_Problem description_:
Return the following from the records below: each line, word for word, starting with the line that contains "to this crate" and going on through the line that contains "carried; see DESIGN.md", with nothing outside that range.

_Input data_:
══════════

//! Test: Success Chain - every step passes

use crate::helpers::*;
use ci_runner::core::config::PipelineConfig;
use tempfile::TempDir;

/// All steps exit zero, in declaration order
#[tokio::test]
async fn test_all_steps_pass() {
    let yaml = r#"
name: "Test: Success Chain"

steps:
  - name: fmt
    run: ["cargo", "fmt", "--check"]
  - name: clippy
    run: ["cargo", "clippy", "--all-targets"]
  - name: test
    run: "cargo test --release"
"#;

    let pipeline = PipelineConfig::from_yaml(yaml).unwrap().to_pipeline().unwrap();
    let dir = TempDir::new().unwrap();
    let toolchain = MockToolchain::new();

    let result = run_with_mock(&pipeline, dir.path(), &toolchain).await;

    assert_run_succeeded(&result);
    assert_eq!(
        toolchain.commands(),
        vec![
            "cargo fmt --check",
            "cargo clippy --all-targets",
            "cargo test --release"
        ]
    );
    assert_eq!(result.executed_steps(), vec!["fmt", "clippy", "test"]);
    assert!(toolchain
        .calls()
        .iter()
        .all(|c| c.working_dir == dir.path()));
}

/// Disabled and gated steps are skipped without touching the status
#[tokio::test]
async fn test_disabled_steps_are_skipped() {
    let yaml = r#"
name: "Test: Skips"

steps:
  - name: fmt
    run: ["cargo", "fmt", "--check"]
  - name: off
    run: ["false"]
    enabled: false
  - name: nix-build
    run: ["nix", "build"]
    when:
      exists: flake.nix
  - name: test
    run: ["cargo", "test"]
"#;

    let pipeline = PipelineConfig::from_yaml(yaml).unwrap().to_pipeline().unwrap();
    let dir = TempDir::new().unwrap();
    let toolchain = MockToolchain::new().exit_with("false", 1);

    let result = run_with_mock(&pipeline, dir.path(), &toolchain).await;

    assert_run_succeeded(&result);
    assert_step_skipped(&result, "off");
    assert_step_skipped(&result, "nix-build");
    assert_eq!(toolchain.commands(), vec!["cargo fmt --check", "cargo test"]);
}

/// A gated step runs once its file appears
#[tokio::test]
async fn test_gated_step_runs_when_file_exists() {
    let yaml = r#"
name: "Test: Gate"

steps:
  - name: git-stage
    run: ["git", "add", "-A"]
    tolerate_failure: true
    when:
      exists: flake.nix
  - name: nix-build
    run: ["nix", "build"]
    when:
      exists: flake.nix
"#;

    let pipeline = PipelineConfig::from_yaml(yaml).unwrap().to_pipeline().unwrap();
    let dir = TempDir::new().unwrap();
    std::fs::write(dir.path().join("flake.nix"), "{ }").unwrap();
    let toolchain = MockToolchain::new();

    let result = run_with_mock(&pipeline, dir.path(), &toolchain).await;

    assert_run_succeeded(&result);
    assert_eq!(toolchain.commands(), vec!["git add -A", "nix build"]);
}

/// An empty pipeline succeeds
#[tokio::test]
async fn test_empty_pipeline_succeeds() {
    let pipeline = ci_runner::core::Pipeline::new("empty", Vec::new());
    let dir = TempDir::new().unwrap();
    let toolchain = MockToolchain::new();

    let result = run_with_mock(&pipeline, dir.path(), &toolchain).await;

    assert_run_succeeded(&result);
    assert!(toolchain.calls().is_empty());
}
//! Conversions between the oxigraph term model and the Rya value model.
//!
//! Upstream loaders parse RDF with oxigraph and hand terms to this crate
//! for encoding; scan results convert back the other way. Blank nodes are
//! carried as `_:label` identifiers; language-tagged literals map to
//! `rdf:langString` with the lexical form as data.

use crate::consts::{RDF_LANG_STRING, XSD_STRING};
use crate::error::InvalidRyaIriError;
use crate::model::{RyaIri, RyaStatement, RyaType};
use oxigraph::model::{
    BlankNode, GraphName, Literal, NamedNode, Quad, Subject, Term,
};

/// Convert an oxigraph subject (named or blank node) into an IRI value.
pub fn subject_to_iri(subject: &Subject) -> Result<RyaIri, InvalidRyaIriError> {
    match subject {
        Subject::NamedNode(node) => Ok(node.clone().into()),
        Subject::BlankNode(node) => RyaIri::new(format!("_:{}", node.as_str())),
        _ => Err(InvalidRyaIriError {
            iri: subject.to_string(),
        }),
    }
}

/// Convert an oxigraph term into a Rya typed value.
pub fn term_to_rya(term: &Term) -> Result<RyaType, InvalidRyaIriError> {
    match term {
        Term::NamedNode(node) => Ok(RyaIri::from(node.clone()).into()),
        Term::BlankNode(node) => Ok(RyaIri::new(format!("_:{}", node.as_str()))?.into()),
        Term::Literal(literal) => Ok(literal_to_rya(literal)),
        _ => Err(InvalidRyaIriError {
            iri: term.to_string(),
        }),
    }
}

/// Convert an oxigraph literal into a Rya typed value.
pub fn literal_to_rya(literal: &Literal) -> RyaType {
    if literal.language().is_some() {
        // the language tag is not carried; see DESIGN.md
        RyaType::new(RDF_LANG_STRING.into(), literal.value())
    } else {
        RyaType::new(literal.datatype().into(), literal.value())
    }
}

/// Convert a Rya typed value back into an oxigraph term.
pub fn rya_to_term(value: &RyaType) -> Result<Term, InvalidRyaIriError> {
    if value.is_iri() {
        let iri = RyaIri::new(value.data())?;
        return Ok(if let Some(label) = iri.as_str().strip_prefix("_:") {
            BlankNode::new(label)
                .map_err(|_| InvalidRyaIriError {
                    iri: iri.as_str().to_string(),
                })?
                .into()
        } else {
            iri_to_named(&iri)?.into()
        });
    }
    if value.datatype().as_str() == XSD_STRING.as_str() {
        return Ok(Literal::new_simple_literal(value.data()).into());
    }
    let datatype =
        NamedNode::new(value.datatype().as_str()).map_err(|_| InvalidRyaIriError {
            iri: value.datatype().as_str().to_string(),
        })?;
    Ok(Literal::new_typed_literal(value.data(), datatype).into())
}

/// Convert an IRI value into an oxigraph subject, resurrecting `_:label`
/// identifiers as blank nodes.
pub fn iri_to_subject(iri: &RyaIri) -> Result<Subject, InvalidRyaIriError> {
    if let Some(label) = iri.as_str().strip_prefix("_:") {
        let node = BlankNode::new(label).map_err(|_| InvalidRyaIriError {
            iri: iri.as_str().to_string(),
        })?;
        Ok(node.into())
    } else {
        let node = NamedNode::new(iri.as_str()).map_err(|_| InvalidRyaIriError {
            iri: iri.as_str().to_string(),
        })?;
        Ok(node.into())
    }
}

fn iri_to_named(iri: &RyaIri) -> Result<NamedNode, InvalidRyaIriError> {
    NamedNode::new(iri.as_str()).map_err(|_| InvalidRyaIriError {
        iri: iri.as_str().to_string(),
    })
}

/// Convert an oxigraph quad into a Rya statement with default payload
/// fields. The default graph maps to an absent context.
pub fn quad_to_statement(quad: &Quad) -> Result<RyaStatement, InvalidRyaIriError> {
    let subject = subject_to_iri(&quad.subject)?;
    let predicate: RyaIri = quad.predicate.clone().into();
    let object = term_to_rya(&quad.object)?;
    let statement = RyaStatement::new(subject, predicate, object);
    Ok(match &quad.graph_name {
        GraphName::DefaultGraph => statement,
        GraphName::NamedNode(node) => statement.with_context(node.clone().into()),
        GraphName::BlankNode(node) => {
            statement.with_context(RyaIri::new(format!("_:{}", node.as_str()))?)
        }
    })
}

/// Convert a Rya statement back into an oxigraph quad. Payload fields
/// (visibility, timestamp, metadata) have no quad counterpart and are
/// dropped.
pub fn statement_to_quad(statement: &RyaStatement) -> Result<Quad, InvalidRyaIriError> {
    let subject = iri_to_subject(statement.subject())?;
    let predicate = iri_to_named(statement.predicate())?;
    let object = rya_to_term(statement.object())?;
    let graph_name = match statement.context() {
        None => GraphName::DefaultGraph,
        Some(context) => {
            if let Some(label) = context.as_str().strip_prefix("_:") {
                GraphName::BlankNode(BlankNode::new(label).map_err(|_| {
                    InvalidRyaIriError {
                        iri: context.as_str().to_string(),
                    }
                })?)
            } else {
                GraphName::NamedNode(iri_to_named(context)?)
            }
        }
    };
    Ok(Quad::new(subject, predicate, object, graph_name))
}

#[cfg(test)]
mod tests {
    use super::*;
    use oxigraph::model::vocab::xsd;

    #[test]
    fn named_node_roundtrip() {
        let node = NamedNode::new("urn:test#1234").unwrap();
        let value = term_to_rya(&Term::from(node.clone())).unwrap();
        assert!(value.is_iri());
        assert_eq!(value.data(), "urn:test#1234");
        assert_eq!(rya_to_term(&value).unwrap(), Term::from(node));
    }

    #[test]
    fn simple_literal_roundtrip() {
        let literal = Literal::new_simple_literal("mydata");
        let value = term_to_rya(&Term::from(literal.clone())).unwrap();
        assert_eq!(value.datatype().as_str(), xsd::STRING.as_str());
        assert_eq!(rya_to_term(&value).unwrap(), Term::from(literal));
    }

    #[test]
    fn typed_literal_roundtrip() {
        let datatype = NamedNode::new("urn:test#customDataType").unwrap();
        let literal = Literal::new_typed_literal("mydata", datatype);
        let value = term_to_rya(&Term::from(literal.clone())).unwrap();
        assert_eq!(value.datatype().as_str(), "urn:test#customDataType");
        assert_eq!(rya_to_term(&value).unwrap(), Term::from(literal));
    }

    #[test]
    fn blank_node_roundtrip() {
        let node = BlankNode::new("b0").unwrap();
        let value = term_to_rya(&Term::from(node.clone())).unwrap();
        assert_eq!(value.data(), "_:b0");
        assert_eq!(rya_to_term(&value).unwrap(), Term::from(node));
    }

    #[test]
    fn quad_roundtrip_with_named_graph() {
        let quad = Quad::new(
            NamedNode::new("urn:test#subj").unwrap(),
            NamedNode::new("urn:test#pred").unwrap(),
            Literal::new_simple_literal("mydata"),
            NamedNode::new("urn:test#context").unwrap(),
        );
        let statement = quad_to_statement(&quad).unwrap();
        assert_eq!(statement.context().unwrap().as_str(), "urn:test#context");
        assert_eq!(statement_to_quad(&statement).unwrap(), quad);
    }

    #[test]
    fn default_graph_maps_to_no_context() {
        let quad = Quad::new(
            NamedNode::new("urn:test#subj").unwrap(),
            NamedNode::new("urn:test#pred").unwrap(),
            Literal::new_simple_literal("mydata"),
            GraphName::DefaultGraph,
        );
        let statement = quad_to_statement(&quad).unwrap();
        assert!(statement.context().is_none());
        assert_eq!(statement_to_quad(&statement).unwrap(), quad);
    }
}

══════════

_Task solution_:
//! Upstream loaders parse RDF with oxigraph and hand terms to this crate
//! for encoding; scan results convert back the other way. Blank nodes are
//! carried as `_:label` identifiers; language-tagged literals map to
//! `rdf:langString` with the lexical form as data.

use crate::consts::{RDF_LANG_STRING, XSD_STRING};
use crate::error::InvalidRyaIriError;
use crate::model::{RyaIri, RyaStatement, RyaType};
use oxigraph::model::{
    BlankNode, GraphName, Literal, NamedNode, Quad, Subject, Term,
};

/// Convert an oxigraph subject (named or blank node) into an IRI value.
pub fn subject_to_iri(subject: &Subject) -> Result<RyaIri, InvalidRyaIriError> {
    match subject {
        Subject::NamedNode(node) => Ok(node.clone().into()),
        Subject::BlankNode(node) => RyaIri::new(format!("_:{}", node.as_str())),
        _ => Err(InvalidRyaIriError {
            iri: subject.to_string(),
        }),
    }
}

/// Convert an oxigraph term into a Rya typed value.
pub fn term_to_rya(term: &Term) -> Result<RyaType, InvalidRyaIriError> {
    match term {
        Term::NamedNode(node) => Ok(RyaIri::from(node.clone()).into()),
        Term::BlankNode(node) => Ok(RyaIri::new(format!("_:{}", node.as_str()))?.into()),
        Term::Literal(literal) => Ok(literal_to_rya(literal)),
        _ => Err(InvalidRyaIriError {
            iri: term.to_string(),
        }),
    }
}

/// Convert an oxigraph literal into a Rya typed value.
pub fn literal_to_rya(literal: &Literal) -> RyaType {
    if literal.language().is_some() {
        // the language tag is not carried; see DESIGN.md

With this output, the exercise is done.